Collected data
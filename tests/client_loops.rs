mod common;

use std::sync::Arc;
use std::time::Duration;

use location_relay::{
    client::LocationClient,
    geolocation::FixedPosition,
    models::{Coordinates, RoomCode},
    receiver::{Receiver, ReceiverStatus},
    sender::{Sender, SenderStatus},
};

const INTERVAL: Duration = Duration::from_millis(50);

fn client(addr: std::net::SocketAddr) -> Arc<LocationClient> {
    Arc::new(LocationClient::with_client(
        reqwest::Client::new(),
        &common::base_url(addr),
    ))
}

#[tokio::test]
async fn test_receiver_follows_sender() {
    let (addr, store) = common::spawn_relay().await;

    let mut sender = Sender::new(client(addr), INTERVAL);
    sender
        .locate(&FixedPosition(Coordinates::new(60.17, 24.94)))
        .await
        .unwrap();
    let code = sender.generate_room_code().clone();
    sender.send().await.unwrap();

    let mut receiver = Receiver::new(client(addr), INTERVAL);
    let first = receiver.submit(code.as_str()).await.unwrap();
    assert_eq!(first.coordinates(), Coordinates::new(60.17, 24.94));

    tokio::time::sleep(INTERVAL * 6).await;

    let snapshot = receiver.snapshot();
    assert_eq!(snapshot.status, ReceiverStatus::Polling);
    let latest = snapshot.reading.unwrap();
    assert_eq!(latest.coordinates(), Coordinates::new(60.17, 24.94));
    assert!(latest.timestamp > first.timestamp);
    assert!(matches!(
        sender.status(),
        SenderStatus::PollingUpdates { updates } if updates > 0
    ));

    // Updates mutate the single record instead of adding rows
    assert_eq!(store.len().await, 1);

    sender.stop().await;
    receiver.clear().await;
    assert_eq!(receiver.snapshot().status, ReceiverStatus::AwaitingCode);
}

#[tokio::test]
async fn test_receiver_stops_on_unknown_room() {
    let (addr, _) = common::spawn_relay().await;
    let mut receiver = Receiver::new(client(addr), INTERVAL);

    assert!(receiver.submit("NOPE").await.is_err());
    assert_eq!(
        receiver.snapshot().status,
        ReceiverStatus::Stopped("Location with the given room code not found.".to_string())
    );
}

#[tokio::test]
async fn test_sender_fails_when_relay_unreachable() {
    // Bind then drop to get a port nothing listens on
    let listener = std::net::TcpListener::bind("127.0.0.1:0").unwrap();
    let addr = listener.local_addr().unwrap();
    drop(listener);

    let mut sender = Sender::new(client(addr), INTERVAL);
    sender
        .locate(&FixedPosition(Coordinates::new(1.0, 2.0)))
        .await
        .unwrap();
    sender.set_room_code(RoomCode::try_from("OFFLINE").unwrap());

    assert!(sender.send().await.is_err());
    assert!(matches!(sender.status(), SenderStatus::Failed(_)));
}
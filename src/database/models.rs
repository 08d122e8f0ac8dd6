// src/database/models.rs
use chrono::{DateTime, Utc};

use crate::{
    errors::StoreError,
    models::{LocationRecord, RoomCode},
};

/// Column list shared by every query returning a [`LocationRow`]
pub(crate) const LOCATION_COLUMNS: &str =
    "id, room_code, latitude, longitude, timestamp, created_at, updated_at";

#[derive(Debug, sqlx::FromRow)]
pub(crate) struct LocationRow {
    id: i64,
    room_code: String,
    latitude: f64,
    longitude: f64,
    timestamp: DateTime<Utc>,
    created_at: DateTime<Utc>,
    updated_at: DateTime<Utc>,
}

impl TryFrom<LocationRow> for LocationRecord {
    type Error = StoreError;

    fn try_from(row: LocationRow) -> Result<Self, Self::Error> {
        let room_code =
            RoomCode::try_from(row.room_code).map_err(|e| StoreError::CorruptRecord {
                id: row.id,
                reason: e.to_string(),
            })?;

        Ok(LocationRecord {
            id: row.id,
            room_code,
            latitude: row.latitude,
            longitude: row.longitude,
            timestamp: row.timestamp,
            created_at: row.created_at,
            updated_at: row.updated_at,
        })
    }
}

Aim of the exercise -
Please transcribe exactly the lines above from the line that has "const INTERVAL: Duration" up to and including the line that has "let latest = snapshot.reading.unwrap();"; no other line belongs in the answer.

Output of the exercise -
const INTERVAL: Duration = Duration::from_millis(50);

fn client(addr: std::net::SocketAddr) -> Arc<LocationClient> {
    Arc::new(LocationClient::with_client(
        reqwest::Client::new(),
        &common::base_url(addr),
    ))
}

#[tokio::test]
async fn test_receiver_follows_sender() {
    let (addr, store) = common::spawn_relay().await;

    let mut sender = Sender::new(client(addr), INTERVAL);
    sender
        .locate(&FixedPosition(Coordinates::new(60.17, 24.94)))
        .await
        .unwrap();
    let code = sender.generate_room_code().clone();
    sender.send().await.unwrap();

    let mut receiver = Receiver::new(client(addr), INTERVAL);
    let first = receiver.submit(code.as_str()).await.unwrap();
    assert_eq!(first.coordinates(), Coordinates::new(60.17, 24.94));

    tokio::time::sleep(INTERVAL * 6).await;

    let snapshot = receiver.snapshot();
    assert_eq!(snapshot.status, ReceiverStatus::Polling);
    let latest = snapshot.reading.unwrap();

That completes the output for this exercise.